東長寺から大博通りの横断歩道を渡ると、その先に櫛田神社などがあります。櫛田神社の前には、博多町屋ふるさと館もあり、そのなかの施設で、2025年4月にオープンしたばかりのhakatakara(ハカタカラ)にはカフェや、物販コーナー、交流スペースなどが用意されています。

7月1日に訪れてみたところ、西鉄バス停、福岡市営地下鉄、博多祇園山笠、福岡ソフトバンクホークスのパッケージのチロルチョコなどが売られていて、いくつか購入してみました。
東長寺の護摩焚きはアート(筆者の感想)
護摩焚きに参加させていただいて感じたことは、読経の美しさ、護摩焚きの火柱の勇壮さと神秘さです。
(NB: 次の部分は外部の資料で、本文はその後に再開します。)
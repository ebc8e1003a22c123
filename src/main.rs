use std::time::Duration;

use stout::{
    inc, measure, set, set_delta, setup_client, ConsoleBackend, ErrorReaction,
    HarnessConfig, MetricResult, MonitoringBackend, ProcessSpec, Server, ServerConfig,
};

const SERVER_PORT: u16 = 9999;

fn main() -> MetricResult<()> {
    tracing_subscriber::fmt()
        .with_env_filter(tracing_subscriber::EnvFilter::from_default_env())
        .init();

    // a front end would load this from a profile file
    let cfg = HarnessConfig {
        server_port: SERVER_PORT,
        initial_delay_s: 1,
        sampling_time_s: 1,
        error_reaction: ErrorReaction::Log,
        processes: vec![ProcessSpec {
            id: "demo".to_owned(),
            instance_count: 1,
            watches: vec!["lat avg < 50%".parse()?],
        }],
    };

    let (stop_tx, stop_rx) = crossbeam::channel::unbounded();
    let server_cfg = ServerConfig::new(cfg.server_port)
        .flush_every(cfg.sampling_time_s)?
        .pre_flush(|| tracing::debug!("flushing"))
        .add_backend(ConsoleBackend)
        .add_backend(MonitoringBackend::new(&cfg, stop_tx));
    let server = Server::run(server_cfg)?;

    setup_client("127.0.0.1", cfg.server_port)
        .namespace("stout")
        .install()?;

    // synthetic workload: steady counters and a latency distribution
    // under the watched prefix
    for round in 0_i64..8 {
        for i in 0_i64..20 {
            inc("demo.hits");
            measure("demo.lat.0", 10 + (i * 3) % 25);
        }
        set("demo.queue.size", 40);
        set_delta("demo.queue.size", round - 4);

        if stop_rx.try_recv().is_ok() {
            println!("stop requested by monitoring, shutting down");
            break;
        }
        std::thread::sleep(Duration::from_millis(500));
    }

    server.stop();
    server.join();
    Ok(())
}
ときに護摩焚きの火柱は昇り龍のように見え、現れては消えて、また現れては消えてを繰り返し、儚さや再生といったストーリーを思い浮かべつつ、これは「アートやん!」「なんて美しいんだ!」と思わざるを得ませんでした。
東長寺の護摩焚きに行きたいと思ったら、ぜひ、厳修を拝観させていただくことを念頭に、1日もしくは28日に参加してみてください!